Okay, I did that, and it's not banned.
But I think it'll become very soon, lol.
😭
The service collects dialogue data from user interactions. By using the service, you grant LMArena the right to collect, store, and potentially distribute this data under a Creative Commons Attribution (CC-BY) license.
💔
Any experience with stima api and t3 chat?
ya somewhat posted that earlier comparing it to nightwhipsert
these models are going to be 600$ per month
Redsword is insane
They will release them and then nerf them as always
xai will just be left behind again
their strategy is so bad tbh
look at google testing models and releasing them on multiple occasions
and here we are stuck with grok 3.5 that wont come out until it meets their expectations
and when will that happen?
google is about to release new models + deep think mode, deepseeek is about to release r2
mistral probably gonnar release their reasoning model as well
its not looking good for xai tbh
i dont think mistral is gonna be competitive
also what happened to 'Big brain'?
like it was so obvious that thing wont be released giving how inefficient their reasoning process
ik, but i mean the market share will be much harder
🙈 they used qwq preview traces in cold start at least
yea...
qwen has iterated on the reasoning trace style several times by now...

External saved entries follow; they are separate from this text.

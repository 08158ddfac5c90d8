//! Check runner and background monitor.
//!
//! [`HealthCheckService`] builds each registered check, runs the checks
//! concurrently with their registration timeouts, and aggregates a
//! [`HealthReport`]. [`HealthMonitor`] re-runs the service on an interval in
//! a background task and keeps the latest report.

use std::collections::{BTreeMap, HashMap, HashSet};
use std::sync::Arc;
use std::time::{Duration, Instant};

use serde::Serialize;
use tokio::sync::{watch, Mutex, RwLock};
use tokio::task::{JoinHandle, JoinSet};
use tracing::{debug, error, info, warn};

use crate::cancel::CancelSignal;
use crate::error::{Cancelled, ConstructionError};
use crate::registry::{HealthCheckRegistration, HealthCheckResult, HealthStatus, ServiceContext};

/// Result of one registration within a report.
#[derive(Debug, Clone, PartialEq, Eq, Serialize)]
pub struct HealthReportEntry {
    pub status: HealthStatus,
    #[serde(skip_serializing_if = "Option::is_none")]
    pub description: Option<String>,
    /// Wall time of this check, including construction.
    pub duration_ms: u64,
    /// Registration tags, sorted.
    #[serde(skip_serializing_if = "Vec::is_empty")]
    pub tags: Vec<String>,
    /// Rendered read error, when a read failed.
    #[serde(skip_serializing_if = "Option::is_none")]
    pub error: Option<String>,
}

impl HealthReportEntry {
    fn new(result: HealthCheckResult, elapsed: Duration, registration: &HealthCheckRegistration) -> Self {
        Self {
            status: result.status,
            description: result.description,
            duration_ms: elapsed.as_millis() as u64,
            tags: registration.tags.iter().cloned().collect(),
            error: result.error.map(|e| e.to_string()),
        }
    }
}

/// Aggregated outcome of a run. The overall status is the worst entry.
#[derive(Debug, Clone, PartialEq, Eq, Serialize)]
pub struct HealthReport {
    pub status: HealthStatus,
    pub total_duration_ms: u64,
    pub entries: BTreeMap<String, HealthReportEntry>,
}

impl HealthReport {
    pub fn new(entries: BTreeMap<String, HealthReportEntry>, total: Duration) -> Self {
        let status = entries
            .values()
            .map(|entry| entry.status)
            .max()
            .unwrap_or(HealthStatus::Healthy);
        Self {
            status,
            total_duration_ms: total.as_millis() as u64,
            entries,
        }
    }

    pub fn is_healthy(&self) -> bool {
        self.status == HealthStatus::Healthy
    }
}

/// Runs registered checks on demand.
#[derive(Clone)]
pub struct HealthCheckService {
    registrations: Arc<[HealthCheckRegistration]>,
    services: Arc<ServiceContext>,
}

impl HealthCheckService {
    /// Registration names must be unique.
    pub fn new(
        registrations: Vec<HealthCheckRegistration>,
        services: ServiceContext,
    ) -> Result<Self, ConstructionError> {
        let mut seen = HashSet::new();
        for registration in &registrations {
            if !seen.insert(registration.name.as_str()) {
                return Err(ConstructionError::invalid(
                    "registrations",
                    format!("duplicate health check name `{}`", registration.name),
                ));
            }
        }

        Ok(Self {
            registrations: registrations.into(),
            services: Arc::new(services),
        })
    }

    pub fn registrations(&self) -> &[HealthCheckRegistration] {
        &self.registrations
    }

    pub async fn check_all(&self, cancel: &CancelSignal) -> Result<HealthReport, Cancelled> {
        self.check(cancel, |_| true).await
    }

    /// Run every registration accepted by `predicate`.
    pub async fn check<P>(&self, cancel: &CancelSignal, predicate: P) -> Result<HealthReport, Cancelled>
    where
        P: Fn(&HealthCheckRegistration) -> bool,
    {
        let started = Instant::now();
        let mut tasks = JoinSet::new();
        let mut running = HashMap::new();

        for registration in self.registrations.iter().filter(|r| predicate(r)) {
            let registration = registration.clone();
            let services = Arc::clone(&self.services);
            let cancel = cancel.clone();
            let name = registration.name.clone();
            let failure_status = registration.failure_status;
            let tags: Vec<String> = registration.tags.iter().cloned().collect();
            let spawned = Instant::now();
            let handle = tasks.spawn(async move {
                let entry = run_registration(&registration, &services, &cancel).await;
                (registration.name, entry)
            });
            running.insert(handle.id(), (name, failure_status, tags, spawned));
        }

        let mut entries = BTreeMap::new();
        while let Some(joined) = tasks.join_next().await {
            match joined {
                Ok((name, Ok(entry))) => {
                    entries.insert(name, entry);
                }
                // Dropping the set aborts the remaining checks.
                Ok((_, Err(Cancelled))) => return Err(Cancelled),
                Err(e) => {
                    let Some((name, failure_status, tags, spawned)) = running.remove(&e.id())
                    else {
                        continue;
                    };
                    error!(check = %name, error = %e, "health check task failed");
                    entries.insert(
                        name,
                        HealthReportEntry {
                            status: failure_status,
                            description: Some(format!("check task failed: {e}")),
                            duration_ms: spawned.elapsed().as_millis() as u64,
                            tags,
                            error: None,
                        },
                    );
                }
            }
        }

        let report = HealthReport::new(entries, started.elapsed());
        debug!(status = %report.status, checks = report.entries.len(), "health report completed");
        Ok(report)
    }
}

/// Build and run a single registration.
///
/// Construction failures and timeouts are reported with the registration's
/// failure status; only caller cancellation escapes as an error.
pub async fn run_registration(
    registration: &HealthCheckRegistration,
    services: &ServiceContext,
    cancel: &CancelSignal,
) -> Result<HealthReportEntry, Cancelled> {
    let started = Instant::now();
    let context = registration.context();

    let result = match registration.build(services) {
        Err(e) => {
            error!(check = %registration.name, error = %e, "failed to build health check");
            HealthCheckResult::with_description(registration.failure_status, e.to_string())
        }
        Ok(check) => {
            let run = check.check(&context, cancel);
            match registration.timeout {
                Some(limit) => match tokio::time::timeout(limit, run).await {
                    Ok(outcome) => outcome?,
                    Err(_) => HealthCheckResult::with_description(
                        registration.failure_status,
                        format!("check timed out after {}ms", limit.as_millis()),
                    ),
                },
                None => run.await?,
            }
        }
    };

    match result.status {
        HealthStatus::Healthy => debug!(check = %registration.name, "health check passed"),
        status => warn!(
            check = %registration.name,
            %status,
            description = result.description.as_deref().unwrap_or_default(),
            "health check failed"
        ),
    }

    Ok(HealthReportEntry::new(result, started.elapsed(), registration))
}

// ── Monitor ──────────────────────────────────────────────────────────

/// Callback invoked when the overall status changes.
pub type StatusCallback = Arc<dyn Fn(HealthReport) -> StatusFuture + Send + Sync>;

pub type StatusFuture = std::pin::Pin<Box<dyn std::future::Future<Output = ()> + Send>>;

/// Background task state.
struct MonitorSlot {
    handle: JoinHandle<()>,
    shutdown_tx: watch::Sender<bool>,
}

/// Re-runs a [`HealthCheckService`] on an interval.
pub struct HealthMonitor {
    service: HealthCheckService,
    latest: Arc<RwLock<Option<HealthReport>>>,
    slot: Mutex<Option<MonitorSlot>>,
    on_status_change: Option<StatusCallback>,
}

impl HealthMonitor {
    pub fn new(service: HealthCheckService) -> Self {
        Self {
            service,
            latest: Arc::new(RwLock::new(None)),
            slot: Mutex::new(None),
            on_status_change: None,
        }
    }

    pub fn with_callback(mut self, callback: StatusCallback) -> Self {
        self.on_status_change = Some(callback);
        self
    }

    /// Start the background loop, replacing one that is already running.
    ///
    /// The first run starts immediately.
    pub async fn start(&self, interval: Duration) {
        let (shutdown_tx, shutdown_rx) = watch::channel(false);

        let handle = tokio::spawn(run_monitor_loop(
            self.service.clone(),
            interval,
            Arc::clone(&self.latest),
            self.on_status_change.clone(),
            shutdown_rx,
        ));

        let mut slot = self.slot.lock().await;
        if let Some(old) = slot.replace(MonitorSlot {
            handle,
            shutdown_tx,
        }) {
            let _ = old.shutdown_tx.send(true);
            old.handle.abort();
        }

        info!(
            interval_ms = interval.as_millis() as u64,
            checks = self.service.registrations().len(),
            "health monitor started"
        );
    }

    pub async fn stop(&self) {
        let mut slot = self.slot.lock().await;
        if let Some(slot) = slot.take() {
            let _ = slot.shutdown_tx.send(true);
            let _ = slot.handle.await;
            info!("health monitor stopped");
        }
    }

    pub async fn is_running(&self) -> bool {
        self.slot.lock().await.is_some()
    }

    /// Most recent completed report.
    pub async fn latest(&self) -> Option<HealthReport> {
        self.latest.read().await.clone()
    }
}

async fn run_monitor_loop(
    service: HealthCheckService,
    interval: Duration,
    latest: Arc<RwLock<Option<HealthReport>>>,
    callback: Option<StatusCallback>,
    mut shutdown: watch::Receiver<bool>,
) {
    let cancel = CancelSignal::never();
    let mut previous: Option<HealthStatus> = None;

    loop {
        let outcome = tokio::select! {
            outcome = service.check_all(&cancel) => outcome,
            _ = shutdown.changed() => break,
        };

        let Ok(report) = outcome else {
            break;
        };

        let status = report.status;
        *latest.write().await = Some(report.clone());

        if previous != Some(status) {
            info!(%status, "overall health changed");
            if let Some(ref cb) = callback {
                cb(report).await;
            }
            previous = Some(status);
        }

        tokio::select! {
            _ = tokio::time::sleep(interval) => {}
            _ = shutdown.changed() => break,
        }
    }

    debug!("health monitor loop exiting");
}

this whole strategy of waiting till we get things right is fundamentally wrong
talking about grok 3.5 release
i would rather see them release multiple versions than waiting for grok 3.5
i would be okay with different checkpoints
like grok 3.1 -> 3.2 -> 3.3
meh just let them release it when they release it tbh. there's a lot of good models. theyre getting overworked etc i kinda feel bad lol
doing that is gonna be a disaster tbh
if u force a release
or they just dont release it at all lol
their claim about working 18h/day doesnt make sense to me tbh
what are they doing the whole day
its probably true since one of them tweeted about it and deleted it
it may be true
but whats the actual work/value from that
18h -> 1h value?
2h value?
if you overwork employees consistently yea you will get consistently less value
i dont think theyre being lazy over there but idk
im not questioning 'how much time they spend in the office?' but they should stop tweeting such things
its like they are saying -> look at us we are working so hard here, lets impress elon
one of the xai employees merged a "update prompt to please elon" troll merge request on the xai prompts repository, then reverted it later lol. then they reset the repo
so idk
LMAO
haha
well thats their goal
to please him
he didnt lie tho
they really tried to wipe it huh, it's gone now
that page was still there when they wiped the repo
screenshots not mine
(blurred the pfp since its not my pic)
why do you think that? yea the one use case i used was lackluster (data analysis)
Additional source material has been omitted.